## [ASSIGNMENT]
Every entry should be given again exactly, with nothing dropped.

## [EXTRACTED ENTRIES]
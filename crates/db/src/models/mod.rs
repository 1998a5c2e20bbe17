//! Row structs and their conversions into core domain types.
//!
//! Each submodule contains a `FromRow` struct matching the table columns and
//! a `TryFrom` into the domain type. Enumerated columns are stored as text;
//! an unknown value surfaces as [`StoreError::Corrupt`].
//!
//! [`StoreError::Corrupt`]: achievo_core::ports::StoreError::Corrupt

pub mod document;
pub mod notification;
pub mod reference;
//! Repository for the `achievement_documents` table (document database).

use achievo_core::achievement::{Attachment, DocumentPatch, NewDocument};
use achievo_core::types::{DocumentId, Timestamp};
use sqlx::types::Json;
use sqlx::PgPool;

use crate::models::document::DocumentRow;

/// Column list for `achievement_documents` queries.
const COLUMNS: &str = "id, owner_student_id, achievement_type, title, description, details, \
    attachments, tags, achieved_date, points, is_deleted, deleted_at, created_at, updated_at";

pub struct DocumentRepo;

impl DocumentRepo {
    pub async fn create(pool: &PgPool, input: &NewDocument) -> Result<DocumentRow, sqlx::Error> {
        let query = format!(
            "INSERT INTO achievement_documents \
                (owner_student_id, achievement_type, title, description, details, \
                 attachments, tags, achieved_date, points) \
             VALUES ($1, $2, $3, $4, $5, $6, $7, $8, $9) \
             RETURNING {COLUMNS}"
        );
        sqlx::query_as::<_, DocumentRow>(&query)
            .bind(input.owner_student_id)
            .bind(input.achievement_type.as_str())
            .bind(&input.title)
            .bind(&input.description)
            .bind(Json(&input.details))
            .bind(Json(&input.attachments))
            .bind(&input.tags)
            .bind(input.achieved_date)
            .bind(input.points)
            .fetch_one(pool)
            .await
    }

    /// Find a document. Soft-deleted rows are only returned when
    /// `include_deleted` is set.
    pub async fn find_by_id(
        pool: &PgPool,
        id: DocumentId,
        include_deleted: bool,
    ) -> Result<Option<DocumentRow>, sqlx::Error> {
        let query = format!(
            "SELECT {COLUMNS} FROM achievement_documents \
             WHERE id = $1 AND ($2 OR NOT is_deleted)"
        );
        sqlx::query_as::<_, DocumentRow>(&query)
            .bind(id)
            .bind(include_deleted)
            .fetch_optional(pool)
            .await
    }

    pub async fn find_many(pool: &PgPool, ids: &[DocumentId]) -> Result<Vec<DocumentRow>, sqlx::Error> {
        let query = format!(
            "SELECT {COLUMNS} FROM achievement_documents \
             WHERE id = ANY($1) AND NOT is_deleted"
        );
        sqlx::query_as::<_, DocumentRow>(&query)
            .bind(ids)
            .fetch_all(pool)
            .await
    }

    /// Apply a patch to a live document. Only non-`None` fields change.
    pub async fn update(
        pool: &PgPool,
        id: DocumentId,
        patch: &DocumentPatch,
        at: Timestamp,
    ) -> Result<Option<DocumentRow>, sqlx::Error> {
        let query = format!(
            "UPDATE achievement_documents SET \
                title = COALESCE($2, title), \
                description = COALESCE($3, description), \
                details = COALESCE($4, details), \
                tags = COALESCE($5, tags), \
                achieved_date = COALESCE($6, achieved_date), \
                points = COALESCE($7, points), \
                updated_at = $8 \
             WHERE id = $1 AND NOT is_deleted \
             RETURNING {COLUMNS}"
        );
        sqlx::query_as::<_, DocumentRow>(&query)
            .bind(id)
            .bind(patch.title.as_deref())
            .bind(patch.description.as_deref())
            .bind(patch.details.as_ref().map(Json))
            .bind(patch.tags.as_deref())
            .bind(patch.achieved_date)
            .bind(patch.points)
            .bind(at)
            .fetch_optional(pool)
            .await
    }

    /// Append one attachment to the JSONB array of a live document.
    pub async fn append_attachment(
        pool: &PgPool,
        id: DocumentId,
        attachment: &Attachment,
    ) -> Result<Option<DocumentRow>, sqlx::Error> {
        let query = format!(
            "UPDATE achievement_documents SET \
                attachments = attachments || $2, \
                updated_at = $3 \
             WHERE id = $1 AND NOT is_deleted \
             RETURNING {COLUMNS}"
        );
        sqlx::query_as::<_, DocumentRow>(&query)
            .bind(id)
            .bind(Json([attachment]))
            .bind(attachment.uploaded_at)
            .fetch_optional(pool)
            .await
    }

    /// Returns `true` if a live document was marked deleted.
    pub async fn soft_delete(pool: &PgPool, id: DocumentId, at: Timestamp) -> Result<bool, sqlx::Error> {
        let result = sqlx::query(
            "UPDATE achievement_documents \
             SET is_deleted = true, deleted_at = $2, updated_at = $2 \
             WHERE id = $1 AND NOT is_deleted",
        )
        .bind(id)
        .bind(at)
        .execute(pool)
        .await?;
        Ok(result.rows_affected() > 0)
    }

    /// Physically remove a document. Compensation for a failed create only.
    pub async fn hard_delete(pool: &PgPool, id: DocumentId) -> Result<bool, sqlx::Error> {
        let result = sqlx::query("DELETE FROM achievement_documents WHERE id = $1")
            .bind(id)
            .execute(pool)
            .await?;
        Ok(result.rows_affected() > 0)
    }
}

## [ANSWER SPACE]
filename crates/db/src/models/mod.rs
repository 1998a5c2e20bbe17
//! Row structs and their conversions into core domain types.
//!
//! Each submodule contains a `FromRow` struct matching the table columns and
//! a `TryFrom` into the domain type. Enumerated columns are stored as text;
//! an unknown value surfaces as [`StoreError::Corrupt`].
//!
//! [`StoreError::Corrupt`]: achievo_core::ports::StoreError::Corrupt

pub mod document;
pub mod notification;
pub mod reference;
//! Repository for the `achievement_documents` table (document database).

use achievo_core::achievement::{Attachment, DocumentPatch, NewDocument};
use achievo_core::types::{DocumentId, Timestamp};
use sqlx::types::Json;
use sqlx::PgPool;

use crate::models::document::DocumentRow;

/// Column list for `achievement_documents` queries.
const COLUMNS: &str = "id, owner_student_id, achievement_type, title, description, details, \
    attachments, tags, achieved_date, points, is_deleted, deleted_at, created_at, updated_at";

pub struct DocumentRepo;

impl DocumentRepo {
    pub async fn create(pool: &PgPool, input: &NewDocument) -> Result<DocumentRow, sqlx::Error> {
        let query = format!(
            "INSERT INTO achievement_documents \
                (owner_student_id, achievement_type, title, description, details, \
                 attachments, tags, achieved_date, points) \
             VALUES ($1, $2, $3, $4, $5, $6, $7, $8, $9) \
             RETURNING {COLUMNS}"
        );
        sqlx::query_as::<_, DocumentRow>(&query)
            .bind(input.owner_student_id)
            .bind(input.achievement_type.as_str())
            .bind(&input.title)
            .bind(&input.description)
            .bind(Json(&input.details))
            .bind(Json(&input.attachments))
            .bind(&input.tags)
            .bind(input.achieved_date)
            .bind(input.points)
            .fetch_one(pool)
            .await
    }

    /// Find a document. Soft-deleted rows are only returned when
    /// `include_deleted` is set.
    pub async fn find_by_id(
        pool: &PgPool,
        id: DocumentId,
        include_deleted: bool,
    ) -> Result<Option<DocumentRow>, sqlx::Error> {
        let query = format!(
            "SELECT {COLUMNS} FROM achievement_documents \
             WHERE id = $1 AND ($2 OR NOT is_deleted)"
        );
        sqlx::query_as::<_, DocumentRow>(&query)
            .bind(id)
            .bind(include_deleted)
            .fetch_optional(pool)
            .await
    }

    pub async fn find_many(pool: &PgPool, ids: &[DocumentId]) -> Result<Vec<DocumentRow>, sqlx::Error> {
        let query = format!(
            "SELECT {COLUMNS} FROM achievement_documents \
             WHERE id = ANY($1) AND NOT is_deleted"
        );
        sqlx::query_as::<_, DocumentRow>(&query)
            .bind(ids)
            .fetch_all(pool)
            .await
    }

    /// Apply a patch to a live document. Only non-`None` fields change.
    pub async fn update(
        pool: &PgPool,
        id: DocumentId,
        patch: &DocumentPatch,
        at: Timestamp,
    ) -> Result<Option<DocumentRow>, sqlx::Error> {
        let query = format!(
            "UPDATE achievement_documents SET \
                title = COALESCE($2, title), \
                description = COALESCE($3, description), \
                details = COALESCE($4, details), \
                tags = COALESCE($5, tags), \
                achieved_date = COALESCE($6, achieved_date), \
                points = COALESCE($7, points), \
                updated_at = $8 \
             WHERE id = $1 AND NOT is_deleted \
             RETURNING {COLUMNS}"
        );
        sqlx::query_as::<_, DocumentRow>(&query)
            .bind(id)
            .bind(patch.title.as_deref())
            .bind(patch.description.as_deref())
            .bind(patch.details.as_ref().map(Json))
            .bind(patch.tags.as_deref())
            .bind(patch.achieved_date)
            .bind(patch.points)
            .bind(at)
            .fetch_optional(pool)
            .await
    }

    /// Append one attachment to the JSONB array of a live document.
    pub async fn append_attachment(
        pool: &PgPool,
        id: DocumentId,
        attachment: &Attachment,
    ) -> Result<Option<DocumentRow>, sqlx::Error> {
        let query = format!(
            "UPDATE achievement_documents SET \
                attachments = attachments || $2, \
                updated_at = $3 \
             WHERE id = $1 AND NOT is_deleted \
             RETURNING {COLUMNS}"
        );
        sqlx::query_as::<_, DocumentRow>(&query)
            .bind(id)
            .bind(Json([attachment]))
            .bind(attachment.uploaded_at)
            .fetch_optional(pool)
            .await
    }

    /// Returns `true` if a live document was marked deleted.
    pub async fn soft_delete(pool: &PgPool, id: DocumentId, at: Timestamp) -> Result<bool, sqlx::Error> {
        let result = sqlx::query(
            "UPDATE achievement_documents \
             SET is_deleted = true, deleted_at = $2, updated_at = $2 \
             WHERE id = $1 AND NOT is_deleted",
        )
        .bind(id)
        .bind(at)
        .execute(pool)
        .await?;
        Ok(result.rows_affected() > 0)
    }

    /// Physically remove a document. Compensation for a failed create only.
    pub async fn hard_delete(pool: &PgPool, id: DocumentId) -> Result<bool, sqlx::Error> {
        let result = sqlx::query("DELETE FROM achievement_documents WHERE id = $1")
            .bind(id)
            .execute(pool)
            .await?;
        Ok(result.rows_affected() > 0)
    }
}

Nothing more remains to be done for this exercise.